Hahn Park offers walking and hiking trails with scenic vistas:
- North to the Hollywood Sign
- East to the Downtown Los Angeles high-rises and San Gabriel Mountains behind them
- Southeast to the Santa Ana Mountains
- South to the Los Angeles Harbor area
- Southwest to Santa Monica Bay, Los Angeles International Airport, and the Pacific Ocean
- West to the Santa Monica Mountains

The park is a destination for picnics and family gatherings, having 100 picnic tables in various picnic grounds around the park. The park also has four playgrounds, a half basketball court, a multi-purpose field, and a sand volleyball court. Garden areas include a Japanese garden with a lotus pond and waterfall. In 2017, a 9-hole disc golf course was added along the north bowl.

There are six sets of bathrooms for visitors. Restrooms are locked at 5:30 p.m. daily.

===Lake===
There is a lake for fishing, stocked monthly with trout or catfish, depending on the weather season.

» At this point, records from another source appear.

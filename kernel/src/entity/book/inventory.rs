use serde::{Deserialize, Serialize};

#[derive(Debug, Clone, Eq, PartialEq, Serialize, Deserialize)]
pub struct BookInventory(i32);

impl BookInventory {
    pub fn new(inventory: impl Into<i32>) -> Self {
        Self(inventory.into())
    }
}

impl From<BookInventory> for i32 {
    fn from(inventory: BookInventory) -> Self {
        inventory.0
    }
}

impl AsRef<i32> for BookInventory {
    fn as_ref(&self) -> &i32 {
        &self.0
    }
}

Since 2004, the park, primarily the bowl, has been the site of the Southern California USATF Cross Country Championships.

===Trails===
There are at least 7 mi of walking paths through the park. LA County Trails app for Android and iPhone has detailed maps and route guides.

- Burke Roche Trail, 2.2 mi
- Rim Trail
- Bowl Loop, 0.8 mi
- Ridge trail, 2.6 mi
- Waterfall Trail, 1 mi
- Ballfield Walking Path, .5 mi

===Entrance===
Admission is charged for cars entering the park on weekends and holidays only (weekdays free). Transferable annual passes are available.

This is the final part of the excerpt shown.